▸ **DATA EXTRACTS**:
+ + + +

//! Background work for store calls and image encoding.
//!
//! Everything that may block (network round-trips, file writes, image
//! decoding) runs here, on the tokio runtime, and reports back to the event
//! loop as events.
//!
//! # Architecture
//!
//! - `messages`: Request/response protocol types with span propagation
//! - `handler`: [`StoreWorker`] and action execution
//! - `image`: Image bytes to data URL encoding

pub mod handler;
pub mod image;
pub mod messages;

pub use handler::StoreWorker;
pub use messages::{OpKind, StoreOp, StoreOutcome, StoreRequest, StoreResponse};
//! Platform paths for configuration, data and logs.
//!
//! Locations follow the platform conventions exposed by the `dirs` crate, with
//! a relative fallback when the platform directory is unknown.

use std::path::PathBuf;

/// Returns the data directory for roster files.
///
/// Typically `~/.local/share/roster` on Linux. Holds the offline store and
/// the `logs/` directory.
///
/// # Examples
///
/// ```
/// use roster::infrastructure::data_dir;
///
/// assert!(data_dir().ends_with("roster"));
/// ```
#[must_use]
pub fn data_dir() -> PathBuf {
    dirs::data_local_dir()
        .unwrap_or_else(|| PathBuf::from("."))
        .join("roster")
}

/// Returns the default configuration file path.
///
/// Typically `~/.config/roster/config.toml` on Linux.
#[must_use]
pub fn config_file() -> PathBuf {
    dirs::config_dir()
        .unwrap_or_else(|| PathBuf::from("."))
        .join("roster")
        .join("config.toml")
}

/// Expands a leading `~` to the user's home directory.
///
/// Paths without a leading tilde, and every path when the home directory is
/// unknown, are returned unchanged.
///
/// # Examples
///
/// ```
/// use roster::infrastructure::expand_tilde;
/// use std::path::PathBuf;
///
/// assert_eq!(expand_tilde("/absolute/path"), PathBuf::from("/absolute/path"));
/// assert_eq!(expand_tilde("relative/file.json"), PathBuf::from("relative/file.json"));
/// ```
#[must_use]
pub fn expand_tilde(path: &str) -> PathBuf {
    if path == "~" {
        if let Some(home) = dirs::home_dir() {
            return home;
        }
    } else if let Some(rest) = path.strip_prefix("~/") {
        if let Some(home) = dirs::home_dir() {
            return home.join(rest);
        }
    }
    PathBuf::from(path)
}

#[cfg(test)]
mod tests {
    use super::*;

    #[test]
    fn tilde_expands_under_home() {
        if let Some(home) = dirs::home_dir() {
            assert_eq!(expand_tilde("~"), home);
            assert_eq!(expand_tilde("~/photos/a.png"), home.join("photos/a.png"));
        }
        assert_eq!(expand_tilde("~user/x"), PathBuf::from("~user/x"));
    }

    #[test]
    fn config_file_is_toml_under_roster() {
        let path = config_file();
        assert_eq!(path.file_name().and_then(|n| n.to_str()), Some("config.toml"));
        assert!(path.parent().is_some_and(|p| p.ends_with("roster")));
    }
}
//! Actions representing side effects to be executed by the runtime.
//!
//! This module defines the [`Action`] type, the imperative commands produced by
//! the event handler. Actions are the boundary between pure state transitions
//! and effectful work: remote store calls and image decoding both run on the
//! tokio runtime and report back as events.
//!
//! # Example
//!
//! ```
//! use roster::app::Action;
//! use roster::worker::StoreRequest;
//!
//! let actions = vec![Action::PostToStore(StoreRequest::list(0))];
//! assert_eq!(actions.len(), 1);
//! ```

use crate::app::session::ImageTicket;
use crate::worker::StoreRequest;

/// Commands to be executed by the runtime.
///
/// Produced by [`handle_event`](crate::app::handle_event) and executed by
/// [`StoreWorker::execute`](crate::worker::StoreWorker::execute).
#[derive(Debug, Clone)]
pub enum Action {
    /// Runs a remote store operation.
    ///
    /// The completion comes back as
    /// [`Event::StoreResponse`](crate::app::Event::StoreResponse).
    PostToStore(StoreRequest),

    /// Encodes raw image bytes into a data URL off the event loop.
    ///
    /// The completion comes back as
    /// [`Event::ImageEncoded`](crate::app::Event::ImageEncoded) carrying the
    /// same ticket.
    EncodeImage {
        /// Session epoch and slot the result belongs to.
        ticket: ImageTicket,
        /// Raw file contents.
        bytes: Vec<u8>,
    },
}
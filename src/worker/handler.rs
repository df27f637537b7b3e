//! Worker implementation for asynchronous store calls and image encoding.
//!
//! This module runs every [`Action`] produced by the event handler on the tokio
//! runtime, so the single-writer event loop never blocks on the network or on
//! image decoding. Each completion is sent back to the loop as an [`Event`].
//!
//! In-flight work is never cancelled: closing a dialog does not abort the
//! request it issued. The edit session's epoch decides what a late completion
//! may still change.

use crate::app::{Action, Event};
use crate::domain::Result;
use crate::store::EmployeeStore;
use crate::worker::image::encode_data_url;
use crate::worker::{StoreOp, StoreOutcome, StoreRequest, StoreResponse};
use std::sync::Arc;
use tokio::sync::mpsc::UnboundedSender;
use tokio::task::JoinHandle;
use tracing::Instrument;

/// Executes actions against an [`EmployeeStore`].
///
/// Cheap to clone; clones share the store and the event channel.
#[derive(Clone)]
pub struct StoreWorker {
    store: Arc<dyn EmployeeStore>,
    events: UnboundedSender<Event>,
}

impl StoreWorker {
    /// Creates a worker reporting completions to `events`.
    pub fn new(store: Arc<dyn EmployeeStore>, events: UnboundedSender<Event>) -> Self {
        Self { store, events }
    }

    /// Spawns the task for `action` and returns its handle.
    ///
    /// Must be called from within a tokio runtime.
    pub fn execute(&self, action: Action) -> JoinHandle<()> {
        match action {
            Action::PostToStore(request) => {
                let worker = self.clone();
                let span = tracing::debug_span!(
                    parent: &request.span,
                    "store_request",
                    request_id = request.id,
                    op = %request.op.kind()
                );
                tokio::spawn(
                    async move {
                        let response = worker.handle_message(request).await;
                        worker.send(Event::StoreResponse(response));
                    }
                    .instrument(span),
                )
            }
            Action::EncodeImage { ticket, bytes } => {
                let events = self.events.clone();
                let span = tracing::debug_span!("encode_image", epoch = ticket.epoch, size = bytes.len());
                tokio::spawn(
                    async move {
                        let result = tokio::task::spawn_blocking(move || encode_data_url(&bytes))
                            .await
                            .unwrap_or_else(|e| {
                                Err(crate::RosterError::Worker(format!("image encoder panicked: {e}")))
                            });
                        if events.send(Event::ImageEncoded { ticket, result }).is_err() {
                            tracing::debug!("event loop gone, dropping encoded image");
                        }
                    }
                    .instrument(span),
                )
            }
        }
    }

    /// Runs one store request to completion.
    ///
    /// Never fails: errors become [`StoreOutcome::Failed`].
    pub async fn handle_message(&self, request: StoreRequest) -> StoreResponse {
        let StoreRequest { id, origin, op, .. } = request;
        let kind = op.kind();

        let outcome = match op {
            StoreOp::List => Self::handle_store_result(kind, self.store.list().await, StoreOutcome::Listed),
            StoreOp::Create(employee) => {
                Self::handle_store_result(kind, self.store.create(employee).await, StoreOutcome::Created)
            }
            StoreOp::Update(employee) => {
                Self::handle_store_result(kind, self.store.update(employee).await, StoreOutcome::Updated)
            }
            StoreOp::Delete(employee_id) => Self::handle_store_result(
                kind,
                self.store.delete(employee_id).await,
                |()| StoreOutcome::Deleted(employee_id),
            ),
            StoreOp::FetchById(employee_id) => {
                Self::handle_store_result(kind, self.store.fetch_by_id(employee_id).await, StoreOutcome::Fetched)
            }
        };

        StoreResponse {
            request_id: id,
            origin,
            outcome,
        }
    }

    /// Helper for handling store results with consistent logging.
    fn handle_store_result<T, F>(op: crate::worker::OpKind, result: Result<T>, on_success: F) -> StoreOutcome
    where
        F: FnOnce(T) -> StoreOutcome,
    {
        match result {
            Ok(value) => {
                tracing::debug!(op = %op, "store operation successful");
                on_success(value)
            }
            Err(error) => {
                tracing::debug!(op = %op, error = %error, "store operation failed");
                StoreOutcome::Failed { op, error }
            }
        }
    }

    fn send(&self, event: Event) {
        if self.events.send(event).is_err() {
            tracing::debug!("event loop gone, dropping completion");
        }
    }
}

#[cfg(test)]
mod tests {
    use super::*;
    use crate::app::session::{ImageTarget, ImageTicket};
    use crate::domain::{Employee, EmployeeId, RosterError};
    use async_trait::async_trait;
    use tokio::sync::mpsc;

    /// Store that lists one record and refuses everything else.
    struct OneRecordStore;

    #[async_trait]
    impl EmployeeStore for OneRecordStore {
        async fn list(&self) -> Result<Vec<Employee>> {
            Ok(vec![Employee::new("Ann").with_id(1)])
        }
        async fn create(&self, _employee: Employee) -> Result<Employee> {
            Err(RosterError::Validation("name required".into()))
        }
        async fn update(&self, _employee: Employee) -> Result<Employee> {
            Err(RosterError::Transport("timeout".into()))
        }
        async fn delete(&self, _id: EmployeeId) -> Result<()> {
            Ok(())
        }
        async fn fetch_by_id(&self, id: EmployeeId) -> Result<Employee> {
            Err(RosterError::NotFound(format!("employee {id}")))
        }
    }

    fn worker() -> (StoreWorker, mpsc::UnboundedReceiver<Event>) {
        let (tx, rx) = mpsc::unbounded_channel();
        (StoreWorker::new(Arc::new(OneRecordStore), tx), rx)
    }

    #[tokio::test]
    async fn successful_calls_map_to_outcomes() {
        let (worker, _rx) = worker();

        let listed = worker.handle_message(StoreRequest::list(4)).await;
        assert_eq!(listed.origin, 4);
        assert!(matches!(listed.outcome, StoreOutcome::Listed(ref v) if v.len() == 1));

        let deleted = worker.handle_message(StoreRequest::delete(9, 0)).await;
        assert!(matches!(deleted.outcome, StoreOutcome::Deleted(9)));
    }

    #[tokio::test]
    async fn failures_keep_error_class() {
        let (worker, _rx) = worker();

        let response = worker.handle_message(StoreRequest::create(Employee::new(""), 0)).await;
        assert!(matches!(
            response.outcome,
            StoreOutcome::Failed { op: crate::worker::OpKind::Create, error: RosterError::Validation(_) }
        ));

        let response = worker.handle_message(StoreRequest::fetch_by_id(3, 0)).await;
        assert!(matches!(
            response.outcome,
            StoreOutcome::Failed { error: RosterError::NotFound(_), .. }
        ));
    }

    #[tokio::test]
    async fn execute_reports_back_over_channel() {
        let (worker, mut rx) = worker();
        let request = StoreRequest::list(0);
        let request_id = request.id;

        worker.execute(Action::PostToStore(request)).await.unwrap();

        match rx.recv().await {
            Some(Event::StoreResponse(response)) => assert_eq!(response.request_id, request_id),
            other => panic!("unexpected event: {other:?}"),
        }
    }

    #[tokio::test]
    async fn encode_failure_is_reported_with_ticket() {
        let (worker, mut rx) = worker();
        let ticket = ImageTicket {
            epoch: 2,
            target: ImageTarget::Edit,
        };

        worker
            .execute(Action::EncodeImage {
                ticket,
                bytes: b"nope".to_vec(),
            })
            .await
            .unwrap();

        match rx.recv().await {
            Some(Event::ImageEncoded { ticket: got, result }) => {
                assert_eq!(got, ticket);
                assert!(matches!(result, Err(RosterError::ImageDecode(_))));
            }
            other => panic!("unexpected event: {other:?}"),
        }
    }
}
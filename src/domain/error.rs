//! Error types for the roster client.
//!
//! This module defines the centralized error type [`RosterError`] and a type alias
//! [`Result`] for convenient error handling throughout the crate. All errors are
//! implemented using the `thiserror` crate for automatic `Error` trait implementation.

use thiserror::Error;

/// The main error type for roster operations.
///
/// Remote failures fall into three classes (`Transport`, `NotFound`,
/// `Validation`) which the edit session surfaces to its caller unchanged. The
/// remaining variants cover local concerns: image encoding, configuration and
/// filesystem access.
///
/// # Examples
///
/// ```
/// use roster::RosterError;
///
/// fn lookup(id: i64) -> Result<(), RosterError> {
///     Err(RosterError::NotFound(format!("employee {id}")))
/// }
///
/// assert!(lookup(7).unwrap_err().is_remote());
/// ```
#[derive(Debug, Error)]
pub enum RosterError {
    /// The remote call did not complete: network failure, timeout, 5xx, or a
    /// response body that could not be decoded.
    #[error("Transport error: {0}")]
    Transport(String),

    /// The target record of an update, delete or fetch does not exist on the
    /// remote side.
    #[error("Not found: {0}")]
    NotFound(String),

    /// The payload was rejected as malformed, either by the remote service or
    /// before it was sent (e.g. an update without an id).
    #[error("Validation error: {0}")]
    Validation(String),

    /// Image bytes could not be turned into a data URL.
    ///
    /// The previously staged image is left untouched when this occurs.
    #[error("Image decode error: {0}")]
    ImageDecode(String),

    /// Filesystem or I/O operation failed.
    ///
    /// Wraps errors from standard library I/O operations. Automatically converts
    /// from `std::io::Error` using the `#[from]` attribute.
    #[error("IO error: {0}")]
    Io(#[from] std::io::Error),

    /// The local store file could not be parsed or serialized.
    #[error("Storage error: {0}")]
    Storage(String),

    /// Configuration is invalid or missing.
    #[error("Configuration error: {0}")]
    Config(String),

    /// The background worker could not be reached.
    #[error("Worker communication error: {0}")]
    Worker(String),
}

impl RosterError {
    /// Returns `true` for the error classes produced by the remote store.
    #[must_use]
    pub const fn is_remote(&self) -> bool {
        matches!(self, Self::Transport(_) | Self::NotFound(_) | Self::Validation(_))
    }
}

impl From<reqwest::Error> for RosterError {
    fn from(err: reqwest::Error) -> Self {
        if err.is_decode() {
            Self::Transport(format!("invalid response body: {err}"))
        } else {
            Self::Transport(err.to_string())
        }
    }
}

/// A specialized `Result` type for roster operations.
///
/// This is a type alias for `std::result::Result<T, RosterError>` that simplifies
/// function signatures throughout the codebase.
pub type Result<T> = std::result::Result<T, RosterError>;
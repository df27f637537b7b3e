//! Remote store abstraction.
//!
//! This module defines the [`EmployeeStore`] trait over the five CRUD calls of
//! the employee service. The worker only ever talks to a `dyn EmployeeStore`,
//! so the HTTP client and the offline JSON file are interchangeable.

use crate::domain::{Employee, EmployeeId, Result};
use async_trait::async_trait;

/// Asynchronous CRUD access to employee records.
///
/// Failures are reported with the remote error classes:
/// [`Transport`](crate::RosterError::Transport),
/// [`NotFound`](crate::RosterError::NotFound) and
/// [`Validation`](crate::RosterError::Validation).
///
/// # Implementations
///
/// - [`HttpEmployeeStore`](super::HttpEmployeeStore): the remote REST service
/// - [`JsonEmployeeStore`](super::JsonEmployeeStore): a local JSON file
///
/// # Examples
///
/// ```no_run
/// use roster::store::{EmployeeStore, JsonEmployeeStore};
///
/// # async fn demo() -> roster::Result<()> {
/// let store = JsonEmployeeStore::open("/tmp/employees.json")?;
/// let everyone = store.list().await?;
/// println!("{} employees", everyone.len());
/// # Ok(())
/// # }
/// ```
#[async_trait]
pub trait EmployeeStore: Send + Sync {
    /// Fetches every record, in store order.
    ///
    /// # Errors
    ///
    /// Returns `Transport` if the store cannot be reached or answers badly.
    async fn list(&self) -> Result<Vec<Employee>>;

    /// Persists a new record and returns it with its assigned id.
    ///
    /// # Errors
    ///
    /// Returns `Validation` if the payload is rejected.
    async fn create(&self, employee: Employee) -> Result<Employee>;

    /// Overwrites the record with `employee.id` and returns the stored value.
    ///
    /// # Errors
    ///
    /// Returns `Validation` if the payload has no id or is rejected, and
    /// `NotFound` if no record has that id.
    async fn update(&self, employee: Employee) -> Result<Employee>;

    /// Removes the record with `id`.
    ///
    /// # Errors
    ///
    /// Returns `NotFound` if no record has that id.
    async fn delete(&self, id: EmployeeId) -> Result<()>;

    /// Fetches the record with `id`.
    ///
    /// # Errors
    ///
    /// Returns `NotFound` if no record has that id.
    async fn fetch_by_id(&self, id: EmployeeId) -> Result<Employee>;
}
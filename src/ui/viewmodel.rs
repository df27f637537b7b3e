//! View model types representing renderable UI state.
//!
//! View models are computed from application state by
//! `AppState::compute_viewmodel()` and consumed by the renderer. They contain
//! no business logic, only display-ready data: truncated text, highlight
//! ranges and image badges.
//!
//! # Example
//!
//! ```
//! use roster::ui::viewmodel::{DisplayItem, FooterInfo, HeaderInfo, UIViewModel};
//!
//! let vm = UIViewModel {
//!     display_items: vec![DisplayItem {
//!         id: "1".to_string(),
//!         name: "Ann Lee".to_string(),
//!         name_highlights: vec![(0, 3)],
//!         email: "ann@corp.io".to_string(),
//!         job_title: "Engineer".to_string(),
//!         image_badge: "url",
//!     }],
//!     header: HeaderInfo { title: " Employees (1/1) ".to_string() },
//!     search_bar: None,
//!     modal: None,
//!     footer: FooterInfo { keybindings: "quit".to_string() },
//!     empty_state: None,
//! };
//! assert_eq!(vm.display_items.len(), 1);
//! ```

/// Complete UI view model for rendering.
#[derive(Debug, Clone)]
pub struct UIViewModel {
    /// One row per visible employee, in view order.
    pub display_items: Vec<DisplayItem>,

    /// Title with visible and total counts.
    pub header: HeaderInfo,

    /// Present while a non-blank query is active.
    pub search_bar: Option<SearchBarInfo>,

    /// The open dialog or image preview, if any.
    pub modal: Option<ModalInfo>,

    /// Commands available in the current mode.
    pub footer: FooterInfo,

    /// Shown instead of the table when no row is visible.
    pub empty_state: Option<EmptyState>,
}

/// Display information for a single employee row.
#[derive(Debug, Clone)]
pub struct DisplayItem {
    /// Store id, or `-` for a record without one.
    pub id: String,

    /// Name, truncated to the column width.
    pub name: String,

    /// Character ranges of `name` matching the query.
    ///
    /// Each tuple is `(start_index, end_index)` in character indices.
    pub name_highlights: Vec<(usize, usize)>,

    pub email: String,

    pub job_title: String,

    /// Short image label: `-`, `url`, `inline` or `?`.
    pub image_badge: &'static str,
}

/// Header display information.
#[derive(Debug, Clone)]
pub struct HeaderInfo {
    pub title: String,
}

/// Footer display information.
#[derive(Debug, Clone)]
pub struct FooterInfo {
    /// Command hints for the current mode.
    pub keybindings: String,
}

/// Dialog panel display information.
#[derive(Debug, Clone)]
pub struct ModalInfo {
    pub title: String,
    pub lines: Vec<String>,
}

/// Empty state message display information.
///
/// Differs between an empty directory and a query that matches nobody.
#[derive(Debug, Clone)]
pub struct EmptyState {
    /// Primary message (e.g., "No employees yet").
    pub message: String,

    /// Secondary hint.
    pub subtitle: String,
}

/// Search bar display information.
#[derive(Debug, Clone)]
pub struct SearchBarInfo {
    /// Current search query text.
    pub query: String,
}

+ + + +

▸ **WHAT TO PRODUCE**: Copy out, from the data above, every line holding the word "user".

▸ **SOLUTION FOR THIS EXERCISE**:
/// Expands a leading `~` to the user's home directory.
        assert_eq!(expand_tilde("~user/x"), PathBuf::from("~user/x"));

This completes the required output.